We here in America keep our butts away from our fortune, and our male genitalia far from our food, both in physical location and in pronunciation. I for one have always used 'hot dog' as the prefered nomenclature, as 'weiner' would clearly violate this rule. I guess we're just not as obsessed with the penis. Another example of penile inclination in Italy... the word 'cazzo.' This is equivalent to 'dick' in English. However, the usage makes it much more translatable to 'f*ck." For example, "cazzo, I dropped my book on my toe." I, being the uneducated idiot foreigner would much more likely say: "cazzo, I just ordered pene."

Thursday, February 5, 2009

On a slightly more serious note...

Ok, so a few days ago I posted one of those facebook notes in which I had to write 25 random facts about myself. One of them was "when I see a handicapped person, I feel guilt." Yes, I also feel extremely fortunate, but overwhelming guilt is the prominent emotion. This morning as I biked to work, I saw a man biking using only one leg. The other leg (his right) was hanging next to the pedal. I watched as he worked to return the left pedal to the upright position using his left foot, then press down on it, pulling his entire weight. I rode past, feeling knots in my stomach. I think of how many things are simple for me to do: climb stairs, run around, bike. This man struggles to do any of these. I didn't post this to depress anyone, but keep in mind how good you have it, even when work sucks, relationships are problematic, or your alarm clock didn't wake you up on time. Don't be annoyed by the fat on your thighs, be grateful that you have them.

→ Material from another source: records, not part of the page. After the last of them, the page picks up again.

//! TLS setup for both transport roles.
//!
//! Certificates and keys are read from PEM files. Giving the server a CA
//! bundle turns on mandatory mutual authentication; giving the client a
//! certificate and key lets it present one.

use std::path::{Path, PathBuf};
use std::sync::Arc;

use rustls::crypto::CryptoProvider;
use rustls::pki_types::pem::PemObject;
use rustls::pki_types::{CertificateDer, PrivateKeyDer, ServerName};
use rustls::server::WebPkiClientVerifier;
use rustls::{ClientConfig, RootCertStore, ServerConfig};
use tokio_rustls::{TlsAcceptor, TlsConnector};

/// Errors raised while building a TLS configuration.
#[derive(Debug, thiserror::Error)]
pub enum TlsError {
    /// A PEM file could not be read.
    #[error("failed to read {}: {source}", path.display())]
    Read {
        path: PathBuf,
        #[source]
        source: std::io::Error,
    },

    /// A PEM file did not contain what it should.
    #[error("invalid PEM in {}: {reason}", path.display())]
    Pem { path: PathBuf, reason: String },

    /// The name the client verifies the server against is not valid.
    #[error("invalid server name: {0}")]
    ServerName(String),

    /// rustls refused the assembled configuration.
    #[error("TLS configuration rejected: {0}")]
    Rustls(#[from] rustls::Error),

    /// The client certificate verifier could not be built.
    #[error("client verifier error: {0}")]
    Verifier(String),
}

/// Server-side TLS material.
#[derive(Debug, Clone)]
pub struct ServerTlsSettings {
    /// PEM certificate chain presented to clients.
    pub cert_path: PathBuf,
    /// PEM private key matching `cert_path`.
    pub key_path: PathBuf,
    /// PEM CA bundle; when set, clients must present a certificate it signed.
    pub client_ca_path: Option<PathBuf>,
}

/// Client-side TLS material.
#[derive(Debug, Clone)]
pub struct ClientTlsSettings {
    /// PEM CA bundle used to verify the server.
    pub ca_path: PathBuf,
    /// DNS name expected in the server certificate.
    pub server_name: String,
    /// Optional PEM certificate + key pair for mutual authentication.
    pub identity: Option<(PathBuf, PathBuf)>,
}

/// A ready-to-use server TLS acceptor plus whether it demands client certs.
#[derive(Clone)]
pub struct ServerTls {
    pub acceptor: TlsAcceptor,
    pub mutual: bool,
}

/// A ready-to-use client TLS connector plus the name it verifies.
#[derive(Clone)]
pub struct ClientTls {
    pub connector: TlsConnector,
    pub server_name: ServerName<'static>,
}

fn provider() -> Arc<CryptoProvider> {
    Arc::new(rustls::crypto::ring::default_provider())
}

fn read_pem(path: &Path) -> Result<Vec<u8>, TlsError> {
    std::fs::read(path).map_err(|source| TlsError::Read {
        path: path.to_path_buf(),
        source,
    })
}

fn load_certs(path: &Path) -> Result<Vec<CertificateDer<'static>>, TlsError> {
    let pem = read_pem(path)?;
    let certs = CertificateDer::pem_slice_iter(&pem)
        .collect::<Result<Vec<_>, _>>()
        .map_err(|e| TlsError::Pem {
            path: path.to_path_buf(),
            reason: e.to_string(),
        })?;
    if certs.is_empty() {
        return Err(TlsError::Pem {
            path: path.to_path_buf(),
            reason: "no certificates found".into(),
        });
    }
    Ok(certs)
}

fn load_key(path: &Path) -> Result<PrivateKeyDer<'static>, TlsError> {
    let pem = read_pem(path)?;
    PrivateKeyDer::from_pem_slice(&pem).map_err(|e| TlsError::Pem {
        path: path.to_path_buf(),
        reason: e.to_string(),
    })
}

fn load_roots(path: &Path) -> Result<RootCertStore, TlsError> {
    let mut roots = RootCertStore::empty();
    for cert in load_certs(path)? {
        roots.add(cert)?;
    }
    Ok(roots)
}

impl ServerTlsSettings {
    /// Load the PEM files and build an acceptor.
    pub fn build(&self) -> Result<ServerTls, TlsError> {
        let provider = provider();
        let certs = load_certs(&self.cert_path)?;
        let key = load_key(&self.key_path)?;

        let builder = ServerConfig::builder_with_provider(Arc::clone(&provider))
            .with_safe_default_protocol_versions()?;

        let config = match &self.client_ca_path {
            Some(ca_path) => {
                let roots = Arc::new(load_roots(ca_path)?);
                let verifier = WebPkiClientVerifier::builder_with_provider(roots, provider)
                    .build()
                    .map_err(|e| TlsError::Verifier(e.to_string()))?;
                builder
                    .with_client_cert_verifier(verifier)
                    .with_single_cert(certs, key)?
            }
            None => builder.with_no_client_auth().with_single_cert(certs, key)?,
        };

        Ok(ServerTls {
            acceptor: TlsAcceptor::from(Arc::new(config)),
            mutual: self.client_ca_path.is_some(),
        })
    }
}

impl ClientTlsSettings {
    /// Load the PEM files and build a connector.
    pub fn build(&self) -> Result<ClientTls, TlsError> {
        let roots = load_roots(&self.ca_path)?;
        let builder = ClientConfig::builder_with_provider(provider())
            .with_safe_default_protocol_versions()?
            .with_root_certificates(roots);

        let config = match &self.identity {
            Some((cert_path, key_path)) => {
                builder.with_client_auth_cert(load_certs(cert_path)?, load_key(key_path)?)?
            }
            None => builder.with_no_client_auth(),
        };

        let server_name = ServerName::try_from(self.server_name.clone())
            .map_err(|e| TlsError::ServerName(e.to_string()))?;

        Ok(ClientTls {
            connector: TlsConnector::from(Arc::new(config)),
            server_name,
        })
    }
}

/// Throwaway PKI for the TLS tests.
#[cfg(test)]
pub(crate) mod test_certs {
    use std::path::{Path, PathBuf};

    use rcgen::{BasicConstraints, CertificateParams, DnType, IsCa, KeyPair, SanType};

    /// Paths of a CA plus one leaf certificate it signed.
    pub struct TestPki {
        pub ca_cert: PathBuf,
        pub leaf_cert: PathBuf,
        pub leaf_key: PathBuf,
    }

    /// Write a CA and a `localhost` leaf certificate into `dir`.
    pub fn write_test_pki(dir: &Path) -> TestPki {
        let mut ca_params = CertificateParams::default();
        ca_params
            .distinguished_name
            .push(DnType::CommonName, "NetEngine Test CA");
        ca_params.is_ca = IsCa::Ca(BasicConstraints::Unconstrained);
        let ca_key = KeyPair::generate().unwrap();
        let ca_cert = ca_params.self_signed(&ca_key).unwrap();

        let mut leaf_params = CertificateParams::default();
        leaf_params
            .distinguished_name
            .push(DnType::CommonName, "localhost");
        leaf_params.subject_alt_names = vec![SanType::DnsName("localhost".try_into().unwrap())];
        let leaf_key = KeyPair::generate().unwrap();
        let leaf_cert = leaf_params.signed_by(&leaf_key, &ca_cert, &ca_key).unwrap();

        let pki = TestPki {
            ca_cert: dir.join("ca.pem"),
            leaf_cert: dir.join("leaf.pem"),
            leaf_key: dir.join("leaf.key"),
        };
        std::fs::write(&pki.ca_cert, ca_cert.pem()).unwrap();
        std::fs::write(&pki.leaf_cert, leaf_cert.pem()).unwrap();
        std::fs::write(&pki.leaf_key, leaf_key.serialize_pem()).unwrap();
        pki
    }
}

#[cfg(test)]
mod tests {
    use super::test_certs::write_test_pki;
    use super::*;

    #[test]
    fn test_server_and_client_configs_build() {
        let dir = tempfile::tempdir().unwrap();
        let pki = write_test_pki(dir.path());

        let server = ServerTlsSettings {
            cert_path: pki.leaf_cert.clone(),
            key_path: pki.leaf_key.clone(),
            client_ca_path: None,
        }
        .build()
        .unwrap();
        assert!(!server.mutual);

        let client = ClientTlsSettings {
            ca_path: pki.ca_cert.clone(),
            server_name: "localhost".into(),
            identity: None,
        }
        .build();
        assert!(client.is_ok());
    }

    #[test]
    fn test_client_ca_enables_mutual_auth() {
        let dir = tempfile::tempdir().unwrap();
        let pki = write_test_pki(dir.path());

        let server = ServerTlsSettings {
            cert_path: pki.leaf_cert,
            key_path: pki.leaf_key,
            client_ca_path: Some(pki.ca_cert),
        }
        .build()
        .unwrap();
        assert!(server.mutual);
    }

    #[test]
    fn test_missing_file_reported_with_path() {
        let settings = ServerTlsSettings {
            cert_path: "/nonexistent/cert.pem".into(),
            key_path: "/nonexistent/key.pem".into(),
            client_ca_path: None,
        };
        match settings.build() {
            Err(TlsError::Read { path, .. }) => {
                assert_eq!(path, PathBuf::from("/nonexistent/cert.pem"))
            }
            Err(other) => panic!("unexpected error: {other}"),
            Ok(_) => panic!("expected an error"),
        }
    }

    #[test]
    fn test_empty_pem_rejected() {
        let dir = tempfile::tempdir().unwrap();
        let empty = dir.path().join("empty.pem");
        std::fs::write(&empty, "").unwrap();

        let settings = ClientTlsSettings {
            ca_path: empty,
            server_name: "localhost".into(),
            identity: None,
        };
        assert!(matches!(settings.build(), Err(TlsError::Pem { .. })));
    }
}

Thursday, January 22, 2009

The Thank You Wave is Back


So I was thinking last night about the thank-you-wave. Not too many people still do it, but there are some chivalrous individuals holding on to it like a balding man holds on to those few measly strands 5 inches longer than the rest of his peripheral hair, brushing them over proudly as if he is fooling us all into thinking he actually has a full head of hair. But back to the thank-you-wave. There is really no reason it should be confined to cars. I am going to implement the thank you wave into the milieu of accepted gestures outside of the vehicle. After all, there are already several ubiquitous signs that really get the message across. Take the flip-off. Now that's a gesture that had its start outside the realm of cars but made its way in.

Today if someone tells me they like my shirt or compliments my hair (which would never happen as I somehow managed to sleep on it such that most of it lies in the plane perpendicular to my head), I am going to walk right past them; and without looking back I'll just hold up my right hand. Booyah, chivalry's back beeotches.